Mereka datang hanya untuk memuji, hanya untuk ego, hanya untuk keuntungan belaka. Mereka datang membawa masalah, memberi masalah, dan melempar masalah. Mereka datang dengan tawa palsu, senyum palsu, kasih sayang palsu, kebahagiaan palsu juga. Sesungguhnya, mereka adalah bentuk dari sebuah dusta yang sejati.

Menghancurkan diri sendiri? Menyiksa batin? Atau hanya sebuah sangkalan yang terbukti jelas bersalah?

Apapun itu, Miyuki hanya merusak dirinya.

Beratus kali dia dikhianati, beratur kali dia percaya, beratus kali rasa kecewa membuncah, tapi dia masih mencari jalan setapak yang indah kokoh berhias cahaya.

"Apa kau, seorang masokis?" tanyanya pada Miyuki. Sosok dirinya yang sejak dulu selalu memperhatikan Miyuki dari bayang-bayang.

"Aku hanya menginginkan ketulusan." Jawab Miyuki Kazuya.

Senyumnya terlukis indah, sangat indah sampai Miyuki bisa merasakan betapa sakitnya dan perihnya senyum itu menusuk jantungnya. Rasa sakit, obat terlarang paling menggoda yang selalu Miyuki konsumsi. Candu tanpa biaya bisa dikonsumsi kapan pun yang Miyuki mau.

"Hei, apakah kau masih mengharapkan kenyataan fana itu?" suara itu menusuk jantungnya, sangat dalam, entah sedalam apa. Miyuki merasakan cukup bisa membuat napasnya sesak, seperti dicekik.

"Teman? Sahabat? Kenalan? Apa mereka di matamu?" kegelapan menyelimuti hatinya, paru-parunya mulai dijerat kawan berduri.

"Apa kau lupa, fakta kenapa kau selalu menjadi sisi kegelapan?" tangan yang lentik, merambat pada leher jenjang Miyuki Kazuya. Tangan yang kekar, menutup kedua mata Miyuki. Membutakannya dari cahaya yang sejak awal tidak pernah ada.

"Kau adalah aku, aku adalah kau. Jika kau kegelapan, maka aku adalah rintihan sakitmu." Suara itu, membisikkannya dengan guna-guna kenyataan pahit.

"Aku, Miyuki Kazuya, akan selalu mengingatkan peran terbesarmu, Miyuki Kazuya." Suara yang familiar, Miyuki mengenalnya.

Sementara tangan lentik dengan kuku yang terasa menyakitkan mengggores kulit mulai mencekiknya sangat kuat, tapi Miyuki masih bisa bernapas. Sebuah keajaiban aneh tidak masuk logika. Miyuki memilih memejamkan matanya.

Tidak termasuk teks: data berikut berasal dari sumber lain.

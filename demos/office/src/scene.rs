use std::f32::consts::{FRAC_PI_2, FRAC_PI_4, FRAC_PI_8, PI};

use glam::{vec3, Vec3};
use tracing::info;

use vigil::anim::{Animation, Animator};
use vigil::assets::{Assets, ModelLoadError};
use vigil::math::camera::Camera;
use vigil::mesh::{MeshData, TextureRef};
use vigil::render::Lighting;
use vigil::scene::{NodePath, Scene, SpatialNode};
use vigil::script::chase::Prowler;
use vigil::script::doors::Door;
use vigil::script::security::{SecurityFeed, Sweep};

// Root indices the runtime scripting reaches back into. Construction
// order below must keep these stable.
const PROWLER: usize = 3;
const RIGHT_DOOR: usize = 6;
const LEFT_DOOR: usize = 7;

const PROWLER_SPAWN_POS: Vec3 = vec3(-9.0, -0.55, -28.0);
const PROWLER_SPAWN_ROT: Vec3 = vec3(0.0, FRAC_PI_4, 0.0);

const RIGHT_DOOR_OPEN: Vec3 = vec3(0.85, 0.65, 4.25);
const RIGHT_DOOR_CLOSED: Vec3 = vec3(0.85, -0.5, 4.25);
const LEFT_DOOR_OPEN: Vec3 = vec3(-0.525, 0.65, 4.25);
const LEFT_DOOR_CLOSED: Vec3 = vec3(-0.525, -0.5, 4.25);

/// How far a door panel slides, and how long each direction takes.
const DOOR_TRAVEL: f32 = 1.15;
const DOOR_DROP_SECS: f32 = 1.0;
const DOOR_RAISE_SECS: f32 = 2.0;

/// Seconds of quiet before the prowler's first run.
const FIRST_RUN_AT: f32 = 30.0;

/// The whole security-office level: the scene forest, its asset store,
/// and the scripted actors that mutate it every frame.
pub struct OfficeLevel {
	pub scene: Scene,
	pub assets: Assets,
	pub feeds: SecurityFeed,
	left_door: Door,
	right_door: Door,
	prowler: Prowler,
}

impl OfficeLevel {
	/// Loads every model and assembles the level.
	pub fn build() -> Result<Self, ModelLoadError> {
		let mut assets = Assets::new();
		let mut scene = Scene::new();
		scene.lighting = Lighting {
			direction: vec3(0.0, -1.0, -1.0),
			directional_color: Vec3::ONE,
			ambient_color: Vec3::ONE,
		};

		// Stage figures, left to right.
		let mut bear = assets.load_model("models/bear/bear.obj", true)?;
		bear.translate(vec3(0.0, -0.5, -29.0));
		bear.grow(Vec3::splat(0.55));
		scene.add_root(bear); // 0

		let mut rabbit = assets.load_model("models/rabbit/rabbit.obj", true)?;
		rabbit.translate(vec3(-0.5, -0.5, -29.5));
		rabbit.grow(Vec3::splat(0.05));
		scene.add_root(rabbit); // 1

		let mut bird = assets.load_model("models/bird/bird.obj", true)?;
		bird.translate(vec3(0.5, -0.5, -29.5));
		bird.grow(Vec3::splat(0.05));
		scene.add_root(bird); // 2

		let mut prowler_node = assets.load_model("models/prowler/prowler.obj", true)?;
		prowler_node.translate(PROWLER_SPAWN_POS);
		prowler_node.grow(Vec3::splat(0.05));
		prowler_node.rotate(PROWLER_SPAWN_ROT);
		scene.add_root(prowler_node); // 3 = PROWLER

		let mut stage = assets.load_model("models/stage/stage.obj", true)?;
		stage.translate(vec3(0.0, 0.55, -30.0));
		stage.grow(Vec3::splat(0.336));
		stage.rotate(vec3(0.0, PI, 0.0));
		scene.add_root(stage); // 4

		let mut office = assets.load_model("models/office/office.obj", true)?;
		office.translate(vec3(0.0, -0.5, 4.5));
		scene.add_root(office); // 5

		// Both doors start open (raised).
		let mut right_door_node = assets.load_model("models/door/door.obj", true)?;
		right_door_node.translate(RIGHT_DOOR_OPEN);
		right_door_node.grow(Vec3::splat(0.2));
		scene.add_root(right_door_node); // 6 = RIGHT_DOOR

		let mut left_door_node = assets.load_model("models/door/door.obj", true)?;
		left_door_node.translate(LEFT_DOOR_OPEN);
		left_door_node.grow(Vec3::splat(0.2));
		scene.add_root(left_door_node); // 7 = LEFT_DOOR

		let mut alcove = assets.load_model("models/alcove/alcove.obj", true)?;
		alcove.translate(vec3(-9.0, -0.8, -28.0));
		alcove.grow(Vec3::splat(0.84));
		alcove.rotate(vec3(0.0, 5.0 * FRAC_PI_4, 0.0));
		scene.add_root(alcove); // 8

		// The monitor: a quad textured with the offscreen feed, mirrored
		// with a negative X scale so the picture reads correctly after
		// the half-turn about Z.
		let monitor_mesh = assets.insert_mesh(MeshData::quad(Some(TextureRef::OffscreenColor)));
		let mut monitor = SpatialNode::from_meshes(vec![monitor_mesh]);
		monitor.translate(vec3(0.25, 0.1, 3.85));
		monitor.grow(vec3(-0.5, 0.5, 0.5));
		monitor.rotate(vec3(0.0, 0.0, PI));
		scene.add_root(monitor); // 9

		let right = NodePath::root(RIGHT_DOOR);
		let left = NodePath::root(LEFT_DOOR);

		let mut animator = Animator::new();
		animator.add_animation(Animation::translation(
			right.clone(),
			DOOR_DROP_SECS,
			vec3(0.0, -DOOR_TRAVEL, 0.0),
		));
		let right_lower = scene.add_animator(animator); // 0

		let mut animator = Animator::new();
		animator.add_animation(Animation::translation(
			left.clone(),
			DOOR_DROP_SECS,
			vec3(0.0, -DOOR_TRAVEL, 0.0),
		));
		let left_lower = scene.add_animator(animator); // 1

		let mut animator = Animator::new();
		animator.add_animation(Animation::translation(
			right.clone(),
			DOOR_RAISE_SECS,
			vec3(0.0, DOOR_TRAVEL, 0.0),
		));
		let right_raise = scene.add_animator(animator); // 2

		let mut animator = Animator::new();
		animator.add_animation(Animation::translation(
			left.clone(),
			DOOR_RAISE_SECS,
			vec3(0.0, DOOR_TRAVEL, 0.0),
		));
		let left_raise = scene.add_animator(animator); // 3

		let right_door = Door::new(right, right_lower, right_raise, RIGHT_DOOR_OPEN, RIGHT_DOOR_CLOSED);
		let left_door = Door::new(left, left_lower, left_raise, LEFT_DOOR_OPEN, LEFT_DOOR_CLOSED);

		let prowler = Prowler::new(
			NodePath::root(PROWLER),
			FIRST_RUN_AT,
			PROWLER_SPAWN_POS,
			PROWLER_SPAWN_ROT,
		);

		let feeds = SecurityFeed::new(
			vec![
				// Stage
				Camera {
					position: vec3(0.0, 1.0, -28.0),
					forward: vec3(0.0, 0.0, -1.0),
					up: Vec3::Y,
				},
				// Alcove
				Camera {
					position: vec3(-9.0, 0.6, -27.15),
					forward: vec3(-1.0, 0.0, -1.0),
					up: Vec3::Y,
				},
				// Hall
				Camera {
					position: vec3(-1.0, 0.7, 3.0),
					forward: vec3(-1.0, 0.0, -1.0),
					up: Vec3::Y,
				},
			],
			Sweep::new(-FRAC_PI_2, -FRAC_PI_4, FRAC_PI_8, -3.0 * FRAC_PI_4, -FRAC_PI_4),
		);

		info!(roots = scene.root_count(), "office level assembled");

		Ok(Self {
			scene,
			assets,
			feeds,
			left_door,
			right_door,
			prowler,
		})
	}

	/// One frame of scripted logic and animation, before rendering:
	/// chase, camera sweep, animator ticking, then the door clamps so no
	/// slide ever leaves its rails.
	pub fn advance(&mut self, elapsed: f32, dt: f32) {
		self.prowler
			.update(&mut self.scene, self.left_door.is_closed(), elapsed, dt);
		self.feeds.update(dt);
		self.scene.tick(dt);
		self.left_door.clamp(&mut self.scene);
		self.right_door.clamp(&mut self.scene);
	}

	pub fn toggle_left_door(&mut self) {
		self.left_door.toggle(&mut self.scene);
	}

	pub fn toggle_right_door(&mut self) {
		self.right_door.toggle(&mut self.scene);
	}
}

"Kazuya, tidak akan aku biarkan kau bahagia."

"Ibu..."

...

"TIDAK ADA KAPTEN YANG BERKATA SEPERTI ITU!"

Teriakan Zono menggema di telinga Miyuki."

"Zono, hentikan. Besok kita bertanding."

Suara Shirasu membuat Miyuki kesal entah kenapa, padahal hanya melerai.

"Lalu apa yang harus aku katakan? Kita datang ke sekolah ini untuk bermain baseball. Kita datang bukan untuk bermain-main dan mecari teman. "

Masa bodoh dengan pemilihan kata.

"Kita tidak bisa saling berpegangan tangan dan berjalan bersama-sama selamanya."

Fakta kan, Miyuki memilih mengatakannya.

"Bahkan anak kelas tiga sudah memikirkan jalan yang berbeda-beda. Kita berpisah hari ini atau pun nanti? Tidak ada bedanya kan? Aku harap mereka memang punya tekad..."

Harap? Miyuki tidak menaruh harapan apapun pada siapapun kecuali jika di dalam lapangan. Dia berbohong.

"Tunggu dulu, jangan bicara seolah-olah mereka mau berhenti! Mereka belum bilang apa-apa soal itu! Kalau mereka memang ingin keluar, mereka takkan mungkin menemuimu! Mereka bicara denganmu karena membutuhkan sesuatu! Jangan paksakan pandanganmu pada orang lain!"

Miyuki tidak memaksa, dia hanya mengatakan apa yang ada di pikirannya. Pendapatnya sendiri, bersifat demokrasi. Lalu kenapa malah bicara memaksakan? Apa yang salah dengan bersikap jujur? Atau mereka memang lebih suka dirinya yang berbohong? Sepertinya.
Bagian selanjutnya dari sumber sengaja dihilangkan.